14A/13 Lasting power of attorney:
objection to registration
(1) This Rule applies where –
(a) notice of objection to registration of an
instrument has been given in accordance with paragraph 5(1) of
Part 2 of the Schedule to the 2016 Law; and
(b) the Judicial Greffe is satisfied that the
ground for making the objection is established.
(2) Rule 20/2 shall apply to an application
to the Court under paragraph 5(3) of Part 2 of the Schedule to the
2016 Law as it applies to an appeal from an order or decision of the
Greffier.
14A/14 Delegate to take oath
A person who is appointed as
a delegate shall take oath in the form set out in Schedule 3.
PART 14B
MENTAL HEALTH (JERSEY) Law
2016
14B/1 Application of Part 14B
This Part applies to proceedings in which the Court exercises
jurisdiction under Part 2 of the 2016 Law.
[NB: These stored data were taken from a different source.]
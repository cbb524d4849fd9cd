use std::any::Any;
use std::future::Future;
use std::pin::Pin;
use std::sync::Arc;

use tracing::debug;

use crate::store::StateStore;
use crate::trie::Trie;

/// A boxed, `Send`-able future returned by request handlers.
pub type BoxFuture = Pin<Box<dyn Future<Output = ()> + Send>>;

/// Type-erased request payload.
pub type Payload = Arc<dyn Any + Send + Sync>;

type ErasedHandler = Arc<dyn Fn(String, Payload, Arc<StateStore>) -> BoxFuture + Send + Sync>;

/// Maps request path patterns to async handlers.
///
/// Handlers own their arguments so their futures are `'static`; a dispatch
/// runs every matching handler one after another. Two dispatches on the same
/// router may interleave at await points.
pub struct Router {
    routes: Trie<ErasedHandler>,
}

impl Router {
    pub fn new() -> Self {
        Self {
            routes: Trie::new(),
        }
    }

    /// Register `handler` for `pattern` (`+` and `#` wildcards allowed).
    pub fn on<F, Fut>(&self, pattern: &str, handler: F)
    where
        F: Fn(String, Payload, Arc<StateStore>) -> Fut + Send + Sync + 'static,
        Fut: Future<Output = ()> + Send + 'static,
    {
        let erased: ErasedHandler = Arc::new(move |path, payload, store| -> BoxFuture {
            Box::pin(handler(path, payload, store))
        });
        self.routes.insert(pattern, erased);
    }

    /// Run every handler matching `path`. Returns how many ran.
    pub async fn dispatch(&self, path: &str, payload: Payload, store: Arc<StateStore>) -> usize {
        let handlers = self.routes.matches(path);
        if handlers.is_empty() {
            debug!(path, "no handler registered for request");
            return 0;
        }
        for handler in &handlers {
            handler(path.to_string(), Arc::clone(&payload), Arc::clone(&store)).await;
        }
        handlers.len()
    }

    pub fn matches(&self, path: &str) -> bool {
        !self.routes.matches(path).is_empty()
    }
}

impl Default for Router {
    fn default() -> Self {
        Self::new()
    }
}

#[cfg(test)]
mod tests {
    use super::*;
    use std::sync::Mutex;

    fn store() -> Arc<StateStore> {
        Arc::new(StateStore::new())
    }

    #[tokio::test]
    async fn dispatch_runs_matching_handler() {
        let router = Router::new();
        router.on("form/submit", |path, _, store: Arc<StateStore>| async move {
            store.set("last", path);
        });

        let store = store();
        let ran = router.dispatch("form/submit", Arc::new(()), store.clone()).await;

        assert_eq!(ran, 1);
        let last = store.get("last").unwrap();
        assert_eq!(last.downcast_ref::<String>().unwrap(), "form/submit");
    }

    #[tokio::test]
    async fn dispatch_without_match_runs_nothing() {
        let router = Router::new();
        router.on("form/submit", |_, _, _| async {});

        assert_eq!(router.dispatch("form/reset", Arc::new(()), store()).await, 0);
        assert!(!router.matches("form/reset"));
        assert!(router.matches("form/submit"));
    }

    #[tokio::test]
    async fn wildcard_and_exact_handlers_run_in_sequence() {
        let router = Router::new();
        let order = Arc::new(Mutex::new(Vec::new()));

        let o = order.clone();
        router.on("inventory/#", move |_, _, _| {
            let o = o.clone();
            async move { o.lock().unwrap().push("audit") }
        });
        let o = order.clone();
        router.on("inventory/delete/confirm", move |_, _, _| {
            let o = o.clone();
            async move { o.lock().unwrap().push("delete") }
        });

        let ran = router
            .dispatch("inventory/delete/confirm", Arc::new(()), store())
            .await;

        assert_eq!(ran, 2);
        assert_eq!(order.lock().unwrap().len(), 2);
    }

    #[tokio::test]
    async fn payload_reaches_handler() {
        struct Rename(String);

        let router = Router::new();
        router.on("rename", |_, payload: Payload, store: Arc<StateStore>| async move {
            if let Some(req) = payload.downcast_ref::<Rename>() {
                store.set("name", req.0.clone());
            }
        });

        let store = store();
        router
            .dispatch("rename", Arc::new(Rename("Widget".into())), store.clone())
            .await;

        let name = store.get("name").unwrap();
        assert_eq!(name.downcast_ref::<String>().unwrap(), "Widget");
    }
}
In this Part unless the context otherwise requires –
“2016 Law” means
the Mental Health (Jersey) Law 2016[11];
“application”
means an application under –
(a) Article 11(1)
of the 2016 Law (appointment of nearest person);
(b) Article 12(1)
of the 2016 Law (discharge of an appointment of nearest person);
(c) Article 12(2)
of the 2016 Law (variation of orders).
14B/3 Form of application
Unless otherwise directed by the Court, an application must be made in
the form and in the manner specified in practice directions.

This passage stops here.